Daniel Kasman said...

Lovely thoughts on In Vanda's Room Zach. I was also devastated by it, and think it may pass my estimation of Colossal Youth.

Still, I find it somewhat sad that a film like Casa de Lava seems like it will inevitably be left behind in the context of writing on a director whose work has taken such a radical turn. I feel like it may eventually just be one step in Costa's "progress" to the cinema starting with In Vanda's Room. Left by itself, I find Casa de Lava pretty close to a masterpiece. In fact, thinking on it now, it is interesting in the way it seems to somewhat frame and foreshadow Costa's "story" of becoming interested in but conflicted by the Fontainhas slums, if we can take the islands as an analogy to the Lisbon slums.

I will be very interested to see your comments on Ossos after In Vanda's Room rather than before, as I saw them in order and found the sharp change really shocking.

David McDougall said...

I'm in wholehearted agreement on No Quarto da Vanda's masterpiece status (and agree that it's probably even better than Juventude em marcha - high praise indeed). In No Quarto da Vanda, time passes but doesn't pass... I can only compare that sense of floating time that changes but doesn't progress with Inland Empire.

I probably need to see Casa de Lava again, and I'm very much looking forward to seeing Ossos this evening.

Mubarak Ali said...

"It's Red Desert that opens with Monica Vitti acquiring food for her son, right? I'm not misremembering films, am I?"

You're absolutely right - it is Red Desert. I know because this is the film I put on after hearing about Antonioni's passing because the colours came rushing back to me.

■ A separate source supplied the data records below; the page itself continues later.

//! Error types for Keel
//!
//! All modules use `KeelResult<T>` as their return type. Every variant that
//! can reach a caller-facing report carries the identity it belongs to
//! (repository key, host, or resource key).

use std::path::PathBuf;
use thiserror::Error;

/// Result type alias for Keel operations
pub type KeelResult<T> = Result<T, KeelError>;

/// All errors that can occur in Keel
#[derive(Error, Debug)]
pub enum KeelError {
    // Source errors
    #[error("Failed to fetch {key}: {reason}")]
    Fetch { key: String, reason: String },

    #[error("Invalid git URL '{url}': {reason}")]
    InvalidRepoUrl { url: String, reason: String },

    #[error("Invalid local git override '{0}'. Expected host:org/repo[:ref]=/local/path")]
    InvalidOverride(String),

    // Transport errors
    #[error("Authentication failed for {host}: {reason}")]
    Auth { host: String, reason: String },

    #[error("Transport error for {host}: {reason}")]
    Transport { host: String, reason: String },

    #[error("Connection pool is closed")]
    PoolClosed,

    // Planning errors
    #[error("Invalid hook annotation on {resource}: {reason}")]
    InvalidHookSpec { resource: String, reason: String },

    #[error("Failed to parse manifest {path}: {reason}")]
    ManifestParse { path: PathBuf, reason: String },

    // Execution errors
    #[error("Failed to apply {resource}: {reason}")]
    Apply { resource: String, reason: String },

    #[error("Failed to look up {resource}: {reason}")]
    Lookup { resource: String, reason: String },

    #[error("Failed to delete {resource}: {reason}")]
    Delete { resource: String, reason: String },

    #[error("Hook {hook} failed: {reason}")]
    HookFailed { hook: String, reason: String },

    #[error("Hook {hook} did not become ready before the deadline")]
    HookTimeout { hook: String },

    #[error("Operation timed out: {operation}")]
    Timeout { operation: String },

    // Configuration errors
    #[error("Invalid configuration at {path}: {reason}")]
    ConfigInvalid { path: PathBuf, reason: String },

    #[error("Failed to create config directory {path}: {source}")]
    ConfigDirCreate {
        path: PathBuf,
        #[source]
        source: std::io::Error,
    },

    // IO errors
    #[error("IO error: {context}")]
    Io {
        context: String,
        #[source]
        source: std::io::Error,
    },

    // Process errors
    #[error("Command failed: {command}")]
    CommandFailed {
        command: String,
        #[source]
        source: std::io::Error,
    },

    // Serialization errors
    #[error("JSON error: {0}")]
    Json(#[from] serde_json::Error),

    #[error("YAML error: {0}")]
    Yaml(#[from] serde_yaml::Error),

    #[error("TOML parse error: {0}")]
    TomlParse(#[from] toml::de::Error),

    #[error("TOML serialize error: {0}")]
    TomlSerialize(#[from] toml::ser::Error),

    // General errors
    #[error("Internal error: {0}")]
    Internal(String),

    #[error("{0}")]
    User(String),
}

impl KeelError {
    /// Create an IO error with context
    pub fn io(context: impl Into<String>, source: std::io::Error) -> Self {
        Self::Io {
            context: context.into(),
            source,
        }
    }

    /// Create a command failed error
    pub fn command_failed(command: impl Into<String>, source: std::io::Error) -> Self {
        Self::CommandFailed {
            command: command.into(),
            source,
        }
    }

    /// Create a fetch error for a repository key
    pub fn fetch(key: impl ToString, reason: impl Into<String>) -> Self {
        Self::Fetch {
            key: key.to_string(),
            reason: reason.into(),
        }
    }

    /// Create a timeout error for the named operation
    pub fn timeout(operation: impl Into<String>) -> Self {
        Self::Timeout {
            operation: operation.into(),
        }
    }

    /// Whether this error was caused by the run deadline elapsing
    pub fn is_timeout(&self) -> bool {
        matches!(self, Self::Timeout { .. } | Self::HookTimeout { .. })
    }

    /// Get actionable hint for the error
    pub fn hint(&self) -> Option<&'static str> {
        match self {
            Self::Auth { .. } => Some("Check ssh-agent, [[ssh.hosts]] in config, or KEEL_SSH_IDENTITY"),
            Self::Timeout { .. } | Self::HookTimeout { .. } => {
                Some("Increase the deadline with --timeout")
            }
            Self::InvalidOverride(_) => {
                Some("Example: --local-git-override github.com:my-org/my-repo=/path/to/checkout")
            }
            _ => None,
        }
    }
}
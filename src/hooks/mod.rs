//! Hook classification and scheduling
//!
//! - [`HookSpec`]: normalized hook annotations
//! - [`RunState`]: per-run existence memo
//! - [`Scheduler`]: resource set to [`Plan`] of waves

mod plan;
mod spec;
mod state;

pub use plan::{Plan, PlannedHook, Scheduler, Wave};
pub use spec::{DeletePolicies, HookSpec, Phase, PhaseTag, Qualifier};
pub use state::RunState;
//! Deployment execution
//!
//! - [`ClusterApplier`]: the cluster seam
//! - [`KubectlApplier`]: applier shelling out to `kubectl`
//! - [`MemoryCluster`]: in-memory applier
//! - [`execute`]: walks a plan's waves

mod applier;
mod driver;
mod kubectl;
mod memory;

pub use applier::ClusterApplier;
pub use driver::{execute, ExecuteOptions, RunResult};
pub use kubectl::{readiness_of, KubectlApplier, Readiness};
pub use memory::{ClusterEvent, MemoryCluster};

Really wonderful observations on In Vanda's Room (not to mention a 'Detritus Series' that I'd love to attend) - a masterpiece, I agree. For me though, more than the heroin, it was Vanda's violent coughing that I found difficult to watch/hear, and is one of the sounds I associate with the film since I've seen it...

Anonymous said...

Costa is still not quite to my taste, but I did manage to lose myself in [i]In Vanda's Room[/i] in a way that I couldn't manage in {i}Colossal Youth[/i] (where the combination of 'monumentalism' and greater number of long takes felt more distancing).